From its seventeenth-century beginnings, opera has been decried by its detractors for its elitism, its artifice, its absurd costliness, and its social irrelevance. But Littlejohn makes us see that opera embraces an extraordinary amount of intense human emotion and experience, Western culture, and individual psychology. It is also the most complex, challenging, and demanding form of public performance ever developed—at its most spectacular it pulls together in one evening a play, a concert, a ballet, and a pageant, not to mention an exhibition of painting and sculpture. Every opera is a veritable piece of cultural history.

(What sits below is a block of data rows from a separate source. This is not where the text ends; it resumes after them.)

//! SQLite storage implementation
//!
//! This module provides a SQLite-based implementation of the Storage trait.

use crate::problems::{Problem, ProblemKind, ProblemRecorder};
use crate::resolver::{ResolvedUrl, Scheme};
use crate::storage::schema::initialize_schema;
use crate::storage::traits::{Storage, StorageError, StorageResult};
use crate::storage::AssociationRecord;
use chrono::{DateTime, Utc};
use rusqlite::{params, Connection, OptionalExtension, Row};
use std::path::Path;

const ASSOCIATION_COLUMNS: &str =
    "number, name, raw_homepage, homepage, homepage_scheme, imprint, updated_at";

/// SQLite storage backend
pub struct SqliteStorage {
    conn: Connection,
}

impl SqliteStorage {
    /// Opens or creates the database at `path`
    pub fn new(path: &Path) -> StorageResult<Self> {
        let conn = Connection::open(path)?;

        conn.execute_batch(
            "
            PRAGMA journal_mode = WAL;
            PRAGMA synchronous = NORMAL;
            PRAGMA foreign_keys = ON;
        ",
        )?;

        initialize_schema(&conn)?;

        Ok(Self { conn })
    }

    /// Creates an in-memory database
    pub fn new_in_memory() -> StorageResult<Self> {
        let conn = Connection::open_in_memory()?;
        conn.execute_batch("PRAGMA foreign_keys = ON;")?;
        initialize_schema(&conn)?;
        Ok(Self { conn })
    }
}

/// Maps "no row updated" to a missing association
fn ensure_updated(changed: usize, number: &str) -> StorageResult<()> {
    if changed == 0 {
        return Err(StorageError::AssociationNotFound(number.to_string()));
    }
    Ok(())
}

fn association_from_row(row: &Row<'_>) -> rusqlite::Result<AssociationRecord> {
    Ok(AssociationRecord {
        number: row.get(0)?,
        name: row.get(1)?,
        raw_homepage: row.get(2)?,
        homepage: row.get(3)?,
        homepage_scheme: row
            .get::<_, Option<String>>(4)?
            .as_deref()
            .and_then(Scheme::from_db_string),
        imprint: row.get(5)?,
        updated_at: row.get(6)?,
    })
}

/// Raw problem row before kind, data and timestamp are decoded
struct ProblemRow {
    association: String,
    kind: String,
    data: String,
    recorded_at: String,
}

impl ProblemRow {
    fn decode(self) -> StorageResult<Problem> {
        let kind = ProblemKind::from_db_string(&self.kind).ok_or_else(|| {
            StorageError::Serialization(format!("unknown problem type '{}'", self.kind))
        })?;
        let data = serde_json::from_str(&self.data)
            .map_err(|e| StorageError::Serialization(e.to_string()))?;
        let recorded_at = DateTime::parse_from_rfc3339(&self.recorded_at)
            .map_err(|e| StorageError::Serialization(e.to_string()))?
            .with_timezone(&Utc);

        Ok(Problem {
            association: self.association,
            kind,
            data,
            recorded_at,
        })
    }
}

impl ProblemRecorder for SqliteStorage {
    type Error = StorageError;

    fn record_problem(&mut self, problem: &Problem) -> StorageResult<()> {
        let data = serde_json::to_string(&problem.data)
            .map_err(|e| StorageError::Serialization(e.to_string()))?;
        self.conn.execute(
            "INSERT INTO problems (association_number, type, data, recorded_at)
             VALUES (?1, ?2, ?3, ?4)",
            params![
                problem.association,
                problem.kind.as_str(),
                data,
                problem.recorded_at.to_rfc3339()
            ],
        )?;
        Ok(())
    }
}

impl Storage for SqliteStorage {
    fn upsert_association(
        &mut self,
        number: &str,
        name: &str,
        raw_homepage: Option<&str>,
    ) -> StorageResult<()> {
        let now = Utc::now().to_rfc3339();
        self.conn.execute(
            "INSERT INTO associations (number, name, raw_homepage, updated_at)
             VALUES (?1, ?2, ?3, ?4)
             ON CONFLICT(number) DO UPDATE SET
                name = excluded.name,
                raw_homepage = excluded.raw_homepage,
                updated_at = excluded.updated_at",
            params![number, name, raw_homepage, now],
        )?;
        Ok(())
    }

    fn get_association(&self, number: &str) -> StorageResult<AssociationRecord> {
        let sql = format!(
            "SELECT {} FROM associations WHERE number = ?1",
            ASSOCIATION_COLUMNS
        );
        self.conn
            .query_row(&sql, params![number], association_from_row)
            .optional()?
            .ok_or_else(|| StorageError::AssociationNotFound(number.to_string()))
    }

    fn list_associations(
        &self,
        skip: u32,
        limit: Option<u32>,
    ) -> StorageResult<Vec<AssociationRecord>> {
        // SQLite treats a negative LIMIT as "no limit"
        let limit = limit.map(i64::from).unwrap_or(-1);
        let sql = format!(
            "SELECT {} FROM associations ORDER BY number LIMIT ?1 OFFSET ?2",
            ASSOCIATION_COLUMNS
        );

        let mut stmt = self.conn.prepare(&sql)?;
        let records = stmt
            .query_map(params![limit, i64::from(skip)], association_from_row)?
            .collect::<Result<Vec<_>, _>>()?;

        Ok(records)
    }

    fn set_homepage(&mut self, number: &str, resolved: &ResolvedUrl) -> StorageResult<()> {
        let changed = self.conn.execute(
            "UPDATE associations
             SET homepage = ?1, homepage_scheme = ?2, updated_at = ?3
             WHERE number = ?4",
            params![
                resolved.url(),
                resolved.scheme().map(|s| s.as_str()),
                Utc::now().to_rfc3339(),
                number
            ],
        )?;
        ensure_updated(changed, number)
    }

    fn set_imprint(&mut self, number: &str, imprint: &str) -> StorageResult<()> {
        let changed = self.conn.execute(
            "UPDATE associations SET imprint = ?1, updated_at = ?2 WHERE number = ?3",
            params![imprint, Utc::now().to_rfc3339(), number],
        )?;
        ensure_updated(changed, number)
    }

    fn list_problems(&self, association: Option<&str>) -> StorageResult<Vec<Problem>> {
        let mut stmt = self.conn.prepare(
            "SELECT association_number, type, data, recorded_at FROM problems
             WHERE ?1 IS NULL OR association_number = ?1
             ORDER BY id",
        )?;

        let rows = stmt
            .query_map(params![association], |row| {
                Ok(ProblemRow {
                    association: row.get(0)?,
                    kind: row.get(1)?,
                    data: row.get(2)?,
                    recorded_at: row.get(3)?,
                })
            })?
            .collect::<Result<Vec<_>, _>>()?;

        rows.into_iter().map(ProblemRow::decode).collect()
    }

    fn count_problems(&self) -> StorageResult<u64> {
        let count: i64 = self
            .conn
            .query_row("SELECT COUNT(*) FROM problems", [], |row| row.get(0))?;
        Ok(count as u64)
    }
}
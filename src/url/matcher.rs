use crate::url::LinkCandidate;

/// Checks whether a link contains a keyword
///
/// The keyword is compared case-insensitively against the link's decoded
/// form, so `über` matches `/%C3%BCber-uns`.
pub fn matches_keyword(link: &LinkCandidate, keyword: &str) -> bool {
    let keyword = keyword.to_lowercase();
    !keyword.is_empty() && link.comparison_form().contains(&keyword)
}

/// Picks the best link for a prioritized keyword list
///
/// Keywords are tried in order. For each keyword the internal links are
/// searched first, then the external links, both in discovery order; the
/// first hit wins.
///
/// # Examples
///
/// ```
/// use imprint_scout::url::{find_by_keywords, LinkCandidate};
/// use url::Url;
///
/// let base = Url::parse("https://verein.de/").unwrap();
/// let internal = vec![LinkCandidate::from_href("/kontakt", &base).unwrap()];
/// let external = vec![LinkCandidate::from_href("https://host.de/impressum", &base).unwrap()];
///
/// let keywords = vec!["impressum".to_string(), "kontakt".to_string()];
/// let found = find_by_keywords(&keywords, &internal, &external).unwrap();
/// assert_eq!(found.as_str(), "https://host.de/impressum");
/// ```
pub fn find_by_keywords<'a, S: AsRef<str>>(
    keywords: &[S],
    internal: &'a [LinkCandidate],
    external: &'a [LinkCandidate],
) -> Option<&'a LinkCandidate> {
    for keyword in keywords {
        let keyword = keyword.as_ref();

        if let Some(found) = internal.iter().find(|l| matches_keyword(l, keyword)) {
            return Some(found);
        }

        if let Some(found) = external.iter().find(|l| matches_keyword(l, keyword)) {
            return Some(found);
        }
    }

    None
}
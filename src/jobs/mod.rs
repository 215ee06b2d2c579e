//! Batch jobs over the association registry
//!
//! - [`update_homepages`]: resolve every stored raw homepage
//! - [`refresh_imprints`]: crawl every resolved homepage for its imprint
//!
//! Per-record failures never abort a job; they become problem records and
//! the job moves on to the next association.

mod homepages;
mod imprints;

pub use homepages::{resolve_association, update_homepages};
pub use imprints::{refresh_imprint, refresh_imprints, Paging};

use std::fmt;

/// Counters for one job run
#[derive(Debug, Clone, Default, PartialEq, Eq)]
pub struct JobSummary {
    /// Records looked at
    pub processed: u32,
    /// Records whose stored link was set
    pub updated: u32,
    /// Records with nothing to do
    pub skipped: u32,
    /// Problem records written
    pub problems: u32,
    /// The run stopped early on request
    pub cancelled: bool,
}

impl JobSummary {
    pub fn merge(&mut self, other: &JobSummary) {
        self.processed += other.processed;
        self.updated += other.updated;
        self.skipped += other.skipped;
        self.problems += other.problems;
        self.cancelled |= other.cancelled;
    }
}

impl fmt::Display for JobSummary {
    fn fmt(&self, f: &mut fmt::Formatter<'_>) -> fmt::Result {
        write!(
            f,
            "processed {}, updated {}, skipped {}, problems {}",
            self.processed, self.updated, self.skipped, self.problems
        )?;
        if self.cancelled {
            write!(f, " (cancelled)")?;
        }
        Ok(())
    }
}
//! Storage module for association records
//!
//! This module persists what the batch jobs produce:
//! - Association records with raw and resolved homepage and imprint link
//! - Problem records describing resolution and discovery failures

mod schema;
mod sqlite;
mod traits;

pub use sqlite::SqliteStorage;
pub use traits::{Storage, StorageError, StorageResult};

use crate::resolver::Scheme;

/// Represents an association in the database
#[derive(Debug, Clone, PartialEq)]
pub struct AssociationRecord {
    /// Association number (unique key)
    pub number: String,
    pub name: String,

    /// Homepage as supplied, before resolution
    pub raw_homepage: Option<String>,

    /// Resolved, reachable homepage
    pub homepage: Option<String>,
    pub homepage_scheme: Option<Scheme>,

    /// Discovered imprint link
    pub imprint: Option<String>,

    pub updated_at: String,
}
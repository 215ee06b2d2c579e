//! Database schema definitions
//!
//! This module contains all SQL schema definitions for the association registry.

/// SQL schema for the database
pub const SCHEMA_SQL: &str = r#"
-- Member associations and their resolved contact links
CREATE TABLE IF NOT EXISTS associations (
    number TEXT PRIMARY KEY,
    name TEXT NOT NULL,
    raw_homepage TEXT,
    homepage TEXT,
    homepage_scheme TEXT,
    imprint TEXT,
    updated_at TEXT NOT NULL
);

CREATE INDEX IF NOT EXISTS idx_associations_homepage ON associations(homepage);

-- Failures found while resolving homepages or discovering imprints
CREATE TABLE IF NOT EXISTS problems (
    id INTEGER PRIMARY KEY AUTOINCREMENT,
    association_number TEXT NOT NULL REFERENCES associations(number),
    type TEXT NOT NULL,
    data TEXT NOT NULL,
    recorded_at TEXT NOT NULL
);

CREATE INDEX IF NOT EXISTS idx_problems_association ON problems(association_number);
CREATE INDEX IF NOT EXISTS idx_problems_type ON problems(type);
"#;

/// Initializes the database schema
pub fn initialize_schema(conn: &rusqlite::Connection) -> Result<(), rusqlite::Error> {
    conn.execute_batch(SCHEMA_SQL)?;
    Ok(())
}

The book begins with "The Difference Is They Sing," a potentially controversial essay on the nature of opera and its place in modern culture. From there Littlejohn goes on to consider everything from "Sex and Religion in French Opera" to "What Peter Sellars Did to Mozart." He tells us about every major staging of Wagner's Ring cycle since 1876, the troubled fate (in legend, history, and opera) of the city of Nuremberg, and the volatile collaboration of Richard Strauss and Hugo von Hofmannsthal.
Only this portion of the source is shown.